About this task = Extract from the entries below, exactly as given, only the lines from the line containing "containment and overlap" to the line containing "or the default", both lines included.

Supplied material =
//! Shorthand durations such as `10s`, `5 min` or `2 weeks`.
//!
//! A bare number is minutes. Months are 30 days and years 365 days; neither
//! is calendar-aware.

use std::fmt;
use std::str::FromStr;
use std::sync::OnceLock;

use chrono::TimeDelta;
use regex::Regex;
use serde::Serialize;

use crate::error::{DateError, Result};

#[derive(Debug, Clone, Copy, PartialEq, Eq, PartialOrd, Ord, Hash, Serialize)]
#[serde(rename_all = "lowercase")]
pub enum IntervalUnit {
    Second,
    Minute,
    Hour,
    Day,
    Week,
    Month,
    Year,
}

impl IntervalUnit {
    pub fn as_str(&self) -> &'static str {
        match self {
            IntervalUnit::Second => "second",
            IntervalUnit::Minute => "minute",
            IntervalUnit::Hour => "hour",
            IntervalUnit::Day => "day",
            IntervalUnit::Week => "week",
            IntervalUnit::Month => "month",
            IntervalUnit::Year => "year",
        }
    }

    /// Length of one unit in seconds.
    pub fn seconds(&self) -> i64 {
        const DAY: i64 = 86_400;
        match self {
            IntervalUnit::Second => 1,
            IntervalUnit::Minute => 60,
            IntervalUnit::Hour => 3_600,
            IntervalUnit::Day => DAY,
            IntervalUnit::Week => 7 * DAY,
            IntervalUnit::Month => 30 * DAY,
            IntervalUnit::Year => 365 * DAY,
        }
    }
}

impl fmt::Display for IntervalUnit {
    fn fmt(&self, f: &mut fmt::Formatter<'_>) -> fmt::Result {
        f.write_str(self.as_str())
    }
}

/// A parsed interval: `count` of `unit`, totalling `duration`.
#[derive(Debug, Clone, Copy, PartialEq, Eq)]
pub struct Interval {
    pub duration: TimeDelta,
    pub unit: IntervalUnit,
    pub count: i64,
}

impl fmt::Display for Interval {
    fn fmt(&self, f: &mut fmt::Formatter<'_>) -> fmt::Result {
        let plural = if self.count == 1 { "" } else { "s" };
        write!(f, "{} {}{}", self.count, self.unit, plural)
    }
}

impl FromStr for Interval {
    type Err = DateError;

    fn from_str(s: &str) -> Result<Self> {
        parse_interval(s)
    }
}

fn patterns() -> &'static [(Regex, IntervalUnit)] {
    static PATTERNS: OnceLock<Vec<(Regex, IntervalUnit)>> = OnceLock::new();
    PATTERNS.get_or_init(|| {
        [
            (r"^(\d+)$", IntervalUnit::Minute),
            (r"(?i)^(\d+)\s*(?:min|mins|minute|minutes)$", IntervalUnit::Minute),
            (r"(?i)^(\d+)\s*(?:s|sec|secs|second|seconds)$", IntervalUnit::Second),
            (r"(?i)^(\d+)\s*(?:h|hr|hrs|hour|hours)$", IntervalUnit::Hour),
            (r"(?i)^d$", IntervalUnit::Day),
            (r"(?i)^(\d+)\s*(?:d|day|days)$", IntervalUnit::Day),
            (r"(?i)^(\d+)\s*(?:w|wk|wks|week|weeks)$", IntervalUnit::Week),
            (r"(?i)^(\d+)\s*(?:m|mo|month|months)$", IntervalUnit::Month),
            (r"(?i)^(\d+)\s*(?:y|yr|yrs|year|years)$", IntervalUnit::Year),
        ]
        .into_iter()
        .map(|(pattern, unit)| (Regex::new(pattern).expect("valid interval regex"), unit))
        .collect()
    })
}

/// Parse a shorthand interval.
///
/// Patterns are tried in order; the first match decides the unit. A lone
/// `d` means one day.
///
/// # Errors
///
/// Returns [`DateError::InvalidIntervalFormat`] when no pattern matches or the
/// total does not fit in a duration.
pub fn parse_interval(input: &str) -> Result<Interval> {
    let invalid = || DateError::InvalidIntervalFormat(input.to_string());
    let trimmed = input.trim();

    for (regex, unit) in patterns() {
        let Some(caps) = regex.captures(trimmed) else {
            continue;
        };

        let count: i64 = match caps.get(1) {
            Some(digits) => digits.as_str().parse().map_err(|_| invalid())?,
            None => 1,
        };
        let duration = count
            .checked_mul(unit.seconds())
            .and_then(TimeDelta::try_seconds)
            .ok_or_else(invalid)?;

        tracing::trace!(input, unit = unit.as_str(), count, "matched interval");
        return Ok(Interval {
            duration,
            unit: *unit,
            count,
        });
    }

    Err(invalid())
}
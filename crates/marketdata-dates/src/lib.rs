//! # marketdata-dates
//!
//! Flexible date resolution for market-data request builders.
//!
//! Callers hand the engine a date in whatever form they have it: a Unix
//! timestamp at any of four resolutions, a spreadsheet serial number, an ISO
//! or locale-style string, a keyword like `today`, an instant, or a range.
//! The engine resolves it to a single instant in a known timezone and reports
//! how precisely the input specified it. Calendar keys (`2022-03`,
//! `2022-W01`) expand to exact ranges, and shorthand intervals (`10s`,
//! `2 weeks`) parse to durations.
//!
//! ## Modules
//!
//! - [`resolve`] — input dispatch: [`Resolver`] and [`ParsedMoment`]
//! - [`input`] — the closed [`DateInput`] type and its conversions
//! - [`formats`] — ordered table of parseable string formats
//! - [`numeric`] — integer timestamps classified by digit count
//! - [`serial`] — spreadsheet serial date conversion
//! - [`precision`] — precision levels and inference from an instant
//! - [`range`] — [`CalendarRange`] containment and overlap
//! - [`keys`] — calendar keys: parsing, validation, generation
//! - [`interval`] — shorthand duration parsing
//! - [`display`] — human-readable rendering of instants
//! - [`config`] — default and display timezones
//! - [`error`] — Error types
//!
//! ## Example
//!
//! ```
//! use marketdata_dates::{Precision, Resolver};
//!
//! let resolver = Resolver::new(chrono_tz::UTC);
//! let moment = resolver.resolve(36540).unwrap();
//! assert_eq!(moment.instant.format("%Y-%m-%d").to_string(), "2000-01-15");
//! assert_eq!(moment.precision, Precision::Day);
//!
//! let week = marketdata_dates::date_key_to_range("2022-W01", Some(chrono_tz::UTC)).unwrap();
//! assert_eq!(week.start().format("%Y-%m-%d").to_string(), "2022-01-02");
//! ```

pub mod config;
pub mod display;
pub mod error;
pub mod formats;
pub mod input;
pub mod interval;
pub mod keys;
pub mod numeric;
pub mod precision;
pub mod range;
pub mod resolve;
pub mod serial;

use chrono::DateTime;
use chrono_tz::Tz;

pub use config::{parse_timezone, DateConfig, DEFAULT_TIMEZONE};
pub use display::{is_start_of_day, time_string, time_string_in};
pub use error::{DateError, Result};
pub use formats::{FormatCatalog, FormatShape, FormatSpec, FORMATS};
pub use input::DateInput;
pub use interval::{parse_interval, Interval, IntervalUnit};
pub use keys::{generate_date_keys, is_valid_date_key, DateKey, DateKeyUnit};
pub use numeric::TimestampMagnitude;
pub use precision::{infer_precision, Precision};
pub use range::{Bounded, CalendarRange};
pub use resolve::{ParsedMoment, Resolver};
pub use serial::{from_serial, serial_precision, to_serial};

fn resolver(tz: Option<Tz>) -> Resolver {
    tz.map_or_else(Resolver::default, Resolver::new)
}

/// Resolve `input` in `tz`, or the default timezone when `None`.
pub fn resolve(input: impl Into<DateInput>, tz: Option<Tz>) -> Result<ParsedMoment> {
    resolver(tz).resolve(input)
}

/// Resolve `input` and keep only the instant.
pub fn to_time(input: impl Into<DateInput>, tz: Option<Tz>) -> Result<DateTime<Tz>> {
    resolver(tz).to_time(input)
}

/// Resolve `input` and format it as `YYYY-MM-DD`.
pub fn to_day_string(input: impl Into<DateInput>, tz: Option<Tz>) -> Result<String> {
    resolver(tz).to_day_string(input)
}

/// Resolve two bounds into a [`CalendarRange`].
pub fn new_calendar_range(
    start: impl Into<DateInput>,
    end: impl Into<DateInput>,
    tz: Option<Tz>,
) -> Result<CalendarRange> {
    resolver(tz).calendar_range(start, end)
}

/// Expand a calendar key to its range.
pub fn date_key_to_range(key: &str, tz: Option<Tz>) -> Result<CalendarRange> {
    keys::date_key_to_range(key, tz.unwrap_or(DateConfig::global().default_timezone))
}

/// The earliest of `inputs`, resolved in the default timezone.
pub fn earliest<I>(inputs: I) -> Result<DateTime<Tz>>
where
    I: IntoIterator,
    I::Item: Into<DateInput>,
{
    Resolver::default().earliest(inputs)
}

/// The latest of `inputs`, resolved in the default timezone.
pub fn latest<I>(inputs: I) -> Result<DateTime<Tz>>
where
    I: IntoIterator,
    I::Item: Into<DateInput>,
{
    Resolver::default().latest(inputs)
}

/// The smallest range covering all of `inputs`.
pub fn combine_date_ranges<I>(inputs: I) -> Result<CalendarRange>
where
    I: IntoIterator,
    I::Item: Into<DateInput>,
{
    Resolver::default().combine_date_ranges(inputs)
}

Exercise solution =
//! - [`range`] — [`CalendarRange`] containment and overlap
//! - [`keys`] — calendar keys: parsing, validation, generation
//! - [`interval`] — shorthand duration parsing
//! - [`display`] — human-readable rendering of instants
//! - [`config`] — default and display timezones
//! - [`error`] — Error types
//!
//! ## Example
//!
//! ```
//! use marketdata_dates::{Precision, Resolver};
//!
//! let resolver = Resolver::new(chrono_tz::UTC);
//! let moment = resolver.resolve(36540).unwrap();
//! assert_eq!(moment.instant.format("%Y-%m-%d").to_string(), "2000-01-15");
//! assert_eq!(moment.precision, Precision::Day);
//!
//! let week = marketdata_dates::date_key_to_range("2022-W01", Some(chrono_tz::UTC)).unwrap();
//! assert_eq!(week.start().format("%Y-%m-%d").to_string(), "2022-01-02");
//! ```

pub mod config;
pub mod display;
pub mod error;
pub mod formats;
pub mod input;
pub mod interval;
pub mod keys;
pub mod numeric;
pub mod precision;
pub mod range;
pub mod resolve;
pub mod serial;

use chrono::DateTime;
use chrono_tz::Tz;

pub use config::{parse_timezone, DateConfig, DEFAULT_TIMEZONE};
pub use display::{is_start_of_day, time_string, time_string_in};
pub use error::{DateError, Result};
pub use formats::{FormatCatalog, FormatShape, FormatSpec, FORMATS};
pub use input::DateInput;
pub use interval::{parse_interval, Interval, IntervalUnit};
pub use keys::{generate_date_keys, is_valid_date_key, DateKey, DateKeyUnit};
pub use numeric::TimestampMagnitude;
pub use precision::{infer_precision, Precision};
pub use range::{Bounded, CalendarRange};
pub use resolve::{ParsedMoment, Resolver};
pub use serial::{from_serial, serial_precision, to_serial};

fn resolver(tz: Option<Tz>) -> Resolver {
    tz.map_or_else(Resolver::default, Resolver::new)
}

/// Resolve `input` in `tz`, or the default timezone when `None`.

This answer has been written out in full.